The noose is tightening on Liechtenstein. Germany’s Chancellor Angela Merkel is threatening to isolate the tiny Alpine principality unless it cooperates in fighting tax evasion. The demands follow evidence implicating as many as 1,000 rich Germans, among them Deutsche Post AG boss Klaus Zumwinkel,who allegedly salted away assets in Liechenstein-based trusts to escape German taxes.
Liechenstein may protest at Merkel’s heavy-handed tactics. But it has little option but to clean up its act—just as most of Europe’s other tax havens have done. When the Paris-based Organisation for Economic Co-operation and Development (OECD) first took up the issue of what it delicately qualified as practising “harmful tax practices” in 1998, it investigated 47 jurisdictions and placed seven on its offending “black list.” Today, only three remain: Liechtenstein, Andorra, and Monaco.

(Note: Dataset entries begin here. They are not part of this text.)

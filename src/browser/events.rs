use crate::capture::source::{
    DisconnectHandler, EventHandler, EventSource, NetworkEvent, NetworkEventKind, ResponseBody, Subscription,
};
use crate::error::{CaptureError, FetchError, Result};
use headless_chrome::Tab;
use headless_chrome::browser::ConnectionClosed;
use headless_chrome::browser::tab::EventListener;
use headless_chrome::protocol::cdp::types::Event;
use headless_chrome::protocol::cdp::{Browser, Network};
use std::collections::HashMap;
use std::sync::atomic::{AtomicBool, AtomicU64, Ordering};
use std::sync::{Arc, Mutex, Weak};
use std::thread;
use std::time::Duration;

type SyncSendEvent = dyn EventListener<Event> + Send + Sync;

const DEFAULT_LIVENESS_INTERVAL: Duration = Duration::from_secs(2);

/// [`EventSource`] backed by the Network domain of a CDP tab.
///
/// `Network.responseReceived` maps to `ResponseStarted` and
/// `Network.loadingFinished` to `ResponseReady`. Listeners run on
/// headless_chrome's event thread, so bodies must be fetched from another
/// thread; the capture pipeline does this on the thread that runs it.
///
/// A closed websocket or an exited browser produces no CDP event, so
/// disconnect subscribers are also fed by a liveness watch that pings the
/// browser every `liveness_interval`.
pub struct TabEventSource {
    tab: Arc<Tab>,
    listeners: Mutex<HashMap<Subscription, Weak<SyncSendEvent>>>,
    watches: Mutex<HashMap<Subscription, Arc<AtomicBool>>>,
    next_id: AtomicU64,
    liveness_interval: Duration,
}

impl TabEventSource {
    pub fn new(tab: Arc<Tab>) -> Self {
        Self {
            tab,
            listeners: Mutex::new(HashMap::new()),
            watches: Mutex::new(HashMap::new()),
            next_id: AtomicU64::new(1),
            liveness_interval: DEFAULT_LIVENESS_INTERVAL,
        }
    }

    /// Builder method: set how often the connection is checked
    pub fn liveness_interval(mut self, interval: Duration) -> Self {
        self.liveness_interval = interval;
        self
    }

    pub fn tab(&self) -> &Arc<Tab> {
        &self.tab
    }

    fn next_subscription(&self) -> Subscription {
        Subscription(self.next_id.fetch_add(1, Ordering::Relaxed))
    }

    fn register(&self, listener: Arc<SyncSendEvent>) -> Result<Subscription> {
        let weak = self
            .tab
            .add_event_listener(listener)
            .map_err(|e| CaptureError::EventSource(format!("Failed to add event listener: {}", e)))?;

        let subscription = self.next_subscription();
        self.listeners
            .lock()
            .map_err(|e| CaptureError::EventSource(format!("Listener registry poisoned: {}", e)))?
            .insert(subscription, weak);

        Ok(subscription)
    }
}

impl Drop for TabEventSource {
    fn drop(&mut self) {
        if let Ok(watches) = self.watches.lock() {
            for cancel in watches.values() {
                cancel.store(true, Ordering::Relaxed);
            }
        }
    }
}

fn translate(kind: NetworkEventKind, event: &Event) -> Option<NetworkEvent> {
    match (kind, event) {
        (NetworkEventKind::ResponseStarted, Event::NetworkResponseReceived(ev)) => Some(NetworkEvent::ResponseStarted {
            request_id: ev.params.request_id.clone(),
            url: ev.params.response.url.clone(),
        }),
        (NetworkEventKind::ResponseReady, Event::NetworkLoadingFinished(ev)) => Some(NetworkEvent::ResponseReady {
            request_id: ev.params.request_id.clone(),
        }),
        _ => None,
    }
}

/// Whether a failed call means the browser connection is gone, as opposed to
/// a slow or rejected command
fn is_connection_closed(error: &anyhow::Error) -> bool {
    error.downcast_ref::<ConnectionClosed>().is_some()
}

/// Disconnect callback that fires at most once, whichever watcher sees it first
struct DisconnectOnce {
    handler: DisconnectHandler,
    fired: AtomicBool,
}

impl DisconnectOnce {
    fn fire(&self, reason: String) {
        if !self.fired.swap(true, Ordering::SeqCst) {
            (self.handler)(reason);
        }
    }
}

/// Poll `alive` every `interval` until it reports a lost connection or
/// `cancel` is set; a lost connection is reported through `on_lost`
fn watch_liveness<A, L>(interval: Duration, cancel: Arc<AtomicBool>, alive: A, on_lost: L) -> Result<()>
where
    A: Fn() -> std::result::Result<(), String> + Send + 'static,
    L: FnOnce(String) + Send + 'static,
{
    thread::Builder::new()
        .name("cdp-liveness".to_string())
        .spawn(move || {
            while !cancel.load(Ordering::Relaxed) {
                thread::sleep(interval);
                if cancel.load(Ordering::Relaxed) {
                    return;
                }
                if let Err(reason) = alive() {
                    on_lost(reason);
                    return;
                }
            }
        })
        .map_err(|e| CaptureError::EventSource(format!("Failed to start liveness watch: {}", e)))?;

    Ok(())
}

impl EventSource for TabEventSource {
    fn enable(&self) -> Result<()> {
        self.tab
            .call_method(Network::Enable {
                max_total_buffer_size: None,
                max_resource_buffer_size: None,
                max_post_data_size: None,
                report_direct_socket_traffic: None,
                enable_durable_messages: None,
            })
            .map_err(|e| CaptureError::EventSource(format!("Failed to enable network events: {}", e)))?;

        Ok(())
    }

    fn on_event(&self, kind: NetworkEventKind, handler: EventHandler) -> Result<Subscription> {
        let listener: Arc<SyncSendEvent> = Arc::new(move |event: &Event| {
            if let Some(event) = translate(kind, event) {
                handler(event);
            }
        });

        self.register(listener)
    }

    fn on_disconnect(&self, handler: DisconnectHandler) -> Result<Subscription> {
        let once = Arc::new(DisconnectOnce {
            handler,
            fired: AtomicBool::new(false),
        });

        let from_events = Arc::clone(&once);
        let listener: Arc<SyncSendEvent> = Arc::new(move |event: &Event| match event {
            Event::InspectorDetached(ev) => from_events.fire(ev.params.reason.clone()),
            Event::InspectorTargetCrashed(_) => from_events.fire("target crashed".to_string()),
            _ => {}
        });
        let subscription = self.register(listener)?;

        let cancel = Arc::new(AtomicBool::new(false));
        let tab = Arc::clone(&self.tab);
        let alive = move || match tab.call_method(Browser::GetVersion(None)) {
            Err(e) if is_connection_closed(&e) => Err(e.to_string()),
            Err(e) => {
                log::debug!("Liveness check failed without closing the connection: {}", e);
                Ok(())
            }
            Ok(_) => Ok(()),
        };
        watch_liveness(self.liveness_interval, Arc::clone(&cancel), alive, move |reason| {
            once.fire(format!("connection closed: {}", reason))
        })?;

        self.watches
            .lock()
            .map_err(|e| CaptureError::EventSource(format!("Listener registry poisoned: {}", e)))?
            .insert(subscription, cancel);

        Ok(subscription)
    }

    fn unsubscribe(&self, subscription: Subscription) -> Result<()> {
        let cancel = self
            .watches
            .lock()
            .map_err(|e| CaptureError::EventSource(format!("Listener registry poisoned: {}", e)))?
            .remove(&subscription);
        if let Some(cancel) = cancel {
            cancel.store(true, Ordering::Relaxed);
        }

        let weak = self
            .listeners
            .lock()
            .map_err(|e| CaptureError::EventSource(format!("Listener registry poisoned: {}", e)))?
            .remove(&subscription);

        if let Some(weak) = weak {
            self.tab
                .remove_event_listener(&weak)
                .map_err(|e| CaptureError::EventSource(format!("Failed to remove event listener: {}", e)))?;
        }

        Ok(())
    }

    fn fetch_body(&self, request_id: &str) -> std::result::Result<ResponseBody, FetchError> {
        let body = self
            .tab
            .call_method(Network::GetResponseBody {
                request_id: request_id.to_string(),
            })
            .map_err(|e| FetchError::new(request_id, e.to_string()))?;

        Ok(ResponseBody {
            body: body.body,
            base64_encoded: body.base_64_encoded,
        })
    }
}
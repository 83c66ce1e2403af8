//! Browser session management
//!
//! Launches a browser with a persistent profile or attaches to one already
//! running in remote-debugging mode, and exposes a tab's network events as an
//! [`EventSource`](crate::capture::EventSource).

pub mod config;
pub mod events;
pub mod session;

pub use config::{ConnectionOptions, LaunchOptions};
pub use events::TabEventSource;
pub use session::BrowserSession;
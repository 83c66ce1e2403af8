//! follow-capture CLI
//!
//! Captures a following list while you scroll it in a real browser, then
//! analyzes the captured bios offline.

use anyhow::Context;
use clap::{Args, Parser, Subcommand};
use follow_capture::analysis::{self, PROMPT_FILE, SCHEDULE_JSON_FILE, SCHEDULE_SUMMARY_FILE};
use follow_capture::capture::DEFAULT_URL_PATTERN;
use follow_capture::output::load_records;
use follow_capture::{
    BrowserSession, CaptureOptions, CapturePipeline, CaptureReport, ConnectionOptions, LaunchOptions, OutputDir,
    ProfileRecord, Termination,
};
use headless_chrome::Tab;
use std::io::{BufRead, Write};
use std::path::PathBuf;
use std::time::Duration;

const HOME_URL: &str = "https://www.douyin.com/";

#[derive(Parser)]
#[command(name = "follow-capture")]
#[command(version)]
#[command(about = "Capture a following list from a live browser session", long_about = None)]
struct Cli {
    #[command(subcommand)]
    command: Command,
}

#[derive(Subcommand)]
enum Command {
    /// Capture the following list while you scroll it in the browser
    Capture(CaptureArgs),

    /// Find convention/offline schedules in captured bios
    Analyze(AnalyzeArgs),

    /// Print the JSON Schema of the captured record file
    Schema,
}

#[derive(Args)]
struct CaptureArgs {
    /// Attach to a browser started with --remote-debugging-port (its WebSocket debugger URL)
    #[arg(long, value_name = "URL")]
    ws_endpoint: Option<String>,

    /// Persistent browser profile directory (launch mode)
    #[arg(long, value_name = "DIR", default_value = "chrome_profile")]
    user_data_dir: PathBuf,

    /// Path to custom browser executable (launch mode)
    #[arg(long, value_name = "PATH")]
    chrome_path: Option<PathBuf>,

    /// sec_uid of the account whose following list to open
    #[arg(long, value_name = "ID")]
    sec_user_id: Option<String>,

    /// Do not wait for a login confirmation before opening the list
    #[arg(long)]
    skip_login: bool,

    /// Output directory
    #[arg(long, short = 'o', default_value = "output")]
    output: PathBuf,

    /// URL substring identifying following-list responses
    #[arg(long, default_value = DEFAULT_URL_PATTERN)]
    url_pattern: String,

    /// How long to wait for in-flight responses after stopping, in milliseconds
    #[arg(long, default_value = "3000")]
    drain_grace_ms: u64,

    /// Maximum number of tracked in-flight responses
    #[arg(long, default_value = "256")]
    max_pending: usize,
}

#[derive(Args)]
struct AnalyzeArgs {
    /// Directory holding a previous capture
    #[arg(long, short = 'o', default_value = "output")]
    output: PathBuf,

    /// Also list users without schedule information
    #[arg(long)]
    all: bool,

    /// Write schedule users as JSON instead of a text summary
    #[arg(long)]
    json: bool,

    /// Write a prompt for structured extraction by an LLM
    #[arg(long)]
    prompt: bool,
}

#[tokio::main]
async fn main() -> anyhow::Result<()> {
    env_logger::Builder::from_env(env_logger::Env::default().default_filter_or("info")).init();

    let cli = Cli::parse();
    match cli.command {
        Command::Capture(args) => capture(args).await,
        Command::Analyze(args) => run_analyze(args),
        Command::Schema => {
            let schema = schemars::schema_for!(Vec<ProfileRecord>);
            println!("{}", serde_json::to_string_pretty(&schema)?);
            Ok(())
        }
    }
}

fn wait_for_enter(prompt: &str) -> std::io::Result<()> {
    print!("\n>>> {}", prompt);
    std::io::stdout().flush()?;
    std::io::stdin().lock().read_line(&mut String::new())?;
    Ok(())
}

fn open_session(args: &CaptureArgs) -> follow_capture::Result<BrowserSession> {
    match &args.ws_endpoint {
        Some(ws_url) => {
            println!("Attaching to running browser at {}", ws_url);
            BrowserSession::connect(ConnectionOptions::new(ws_url.clone()))
        }
        None => {
            let mut options = LaunchOptions::new().user_data_dir(args.user_data_dir.clone());
            if let Some(path) = &args.chrome_path {
                options = options.chrome_path(path.clone());
            }
            println!("Launching browser with profile {}", args.user_data_dir.display());
            BrowserSession::launch(options)
        }
    }
}

async fn capture(args: CaptureArgs) -> anyhow::Result<()> {
    println!("{}", "=".repeat(60));
    println!("Following list capture");
    println!("{}", "=".repeat(60));
    println!();
    println!("1. Log in in the browser window if you are not logged in yet");
    println!("2. Open the following list and keep scrolling down");
    println!("3. Responses are captured automatically; progress is logged here");
    println!("4. When you reach the end, press Enter here (or Ctrl+C) to save");

    let session = open_session(&args)?;
    let tab = session.active_or_new_tab()?;

    let options = CaptureOptions::new()
        .url_pattern(args.url_pattern.clone())
        .drain_grace(Duration::from_millis(args.drain_grace_ms))
        .max_pending(args.max_pending);

    // Listen before navigating so the first page is not missed
    let mut pipeline = CapturePipeline::new(session.event_source(tab.clone()), options);
    pipeline.start()?;
    let stop = pipeline.stop_handle();

    let output = args.output.clone();
    let mut run = tokio::task::spawn_blocking(move || {
        let mut sink = OutputDir::new(output);
        pipeline.run(&mut sink).map(|report| (report, sink))
    });

    // From here on every exit path must stop the run and wait for it, or the
    // pages captured so far never reach the output directory
    let guard = stop.stop_on_drop();
    if let Err(e) = open_following_list(&session, &tab, &args) {
        drop(guard);
        match run.await {
            Ok(Ok((report, sink))) => print_outcome(&report, &sink),
            Ok(Err(save_error)) => log::error!("Failed to save capture: {}", save_error),
            Err(join_error) => log::error!("Capture task panicked: {}", join_error),
        }
        return Err(e);
    }
    guard.disarm();

    println!("Keep scrolling until the whole list is loaded.");
    print!("\n>>> Press Enter here (or Ctrl+C) to save the results...");
    let _ = std::io::stdout().flush();

    // A detached thread, so a lost connection does not leave shutdown waiting on stdin
    let (enter_tx, enter) = tokio::sync::oneshot::channel();
    std::thread::spawn(move || {
        let _ = std::io::stdin().lock().read_line(&mut String::new());
        let _ = enter_tx.send(());
    });

    let finished = tokio::select! {
        _ = tokio::signal::ctrl_c() => {
            println!();
            stop.stop();
            None
        }
        _ = enter => {
            stop.stop();
            None
        }
        result = &mut run => Some(result),
    };

    let (report, sink) = match finished {
        Some(result) => result,
        None => run.await,
    }
    .context("capture task panicked")??;

    print_outcome(&report, &sink);
    Ok(())
}

/// Log in and open the following list while the capture is already listening
fn open_following_list(session: &BrowserSession, tab: &Tab, args: &CaptureArgs) -> anyhow::Result<()> {
    if args.ws_endpoint.is_none() {
        session.navigate(tab, HOME_URL)?;
    }
    if !args.skip_login {
        wait_for_enter("Log in in the browser, then press Enter to continue...")?;
    }

    match &args.sec_user_id {
        Some(id) => {
            let url = format!("{}user/{}?showTab=following", HOME_URL, id);
            println!("\nOpening following list: {}", url);
            session.navigate(tab, &url)?;
            if let Err(e) = session.wait_for_navigation(tab) {
                log::warn!("{}", e);
            }
        }
        None => println!("\nOpen your following list in the browser."),
    }

    Ok(())
}

fn print_outcome(report: &CaptureReport, sink: &OutputDir) {
    println!("\nCaptured {} users from {} pages", report.records.len(), report.request_count);
    if let Termination::ConnectionLost(reason) = &report.termination {
        println!("Browser connection was lost ({}); saved what was captured so far.", reason);
    }
    if report.stats.rejected + report.stats.decode_errors + report.stats.fetch_errors > 0 {
        println!(
            "Skipped pages: {} rejected, {} undecodable, {} not retrievable",
            report.stats.rejected, report.stats.decode_errors, report.stats.fetch_errors
        );
    }

    if sink.written().is_empty() {
        println!("No data captured. Check that you are logged in and scrolled the list.");
    } else {
        for path in sink.written() {
            println!("Saved {}", path.display());
        }
    }
}

fn run_analyze(args: AnalyzeArgs) -> anyhow::Result<()> {
    let (records, source) = load_records(&args.output)?;
    println!("Data source: {} ({} users)\n", source.display(), records.len());

    if args.prompt {
        let prompt = analysis::llm_prompt(&records);
        let path = args.output.join(PROMPT_FILE);
        std::fs::write(&path, &prompt)?;
        println!("LLM prompt saved to {} ({} chars)", path.display(), prompt.chars().count());
        println!("Paste it into a chat model to extract structured schedules.");
        return Ok(());
    }

    let report = analysis::analyze(&records);

    if args.json {
        let entries = report.entries();
        let path = args.output.join(SCHEDULE_JSON_FILE);
        std::fs::write(&path, serde_json::to_string_pretty(&entries)?)?;
        println!("Schedule users saved to {} ({} users)", path.display(), entries.len());
        return Ok(());
    }

    println!("{}", "=".repeat(60));
    println!("  Users with schedule information: {} / {}", report.schedule_users.len(), report.total);
    println!("{}\n", "=".repeat(60));
    print!("{}", report.render_schedules(100, false));

    println!("\n{}", "=".repeat(60));
    print!("{}", report.render_categories());

    if args.all {
        println!("\n\n{}", "=".repeat(60));
        println!("  Users without schedule information ({})", report.others.len());
        println!("{}\n", "=".repeat(60));
        print!("{}", report.render_others());
    }

    let path = args.output.join(SCHEDULE_SUMMARY_FILE);
    std::fs::write(&path, report.render_summary_file())?;
    println!("\nSchedule summary saved to {}", path.display());

    Ok(())
}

Three main factors account for the progress. First, all governments, even those like Liechtenstein that defend bank secrecy, accept the need to stop money laundering that finances organized crime and terrorism. Second, Germany and other major powers concerned about lost tax revenues are asking questions about offshore accounts that frighten potential tax evaders. Third, countries tagged as renegade tax havens fear, rightly so, receiving a bad reputation for business.
Yet Liechtenstein refuses to compromise the secrecy it offers to private trusts or its refusal to cooperate with foreign tax authorities. Not only does it consider these as the hallmarks of its appeal as a financial centre, it is also furious that German security services paid an informant for information. Bank secrecy, the Liechtenstein Bank Association says, represents a fundamental human right and protection against a too powerful government.
But for all the crown prince’s bluster about resisting Germany on Thursday before Parliament, Liechtenstein’s stonewalling looks to be slowly crumbling. The principality recently signed a tax treaty with the US. A similar deal not only could satisfy German and European Union (EU) demands, it could even be good for Liechtenstein’s own financial services sector.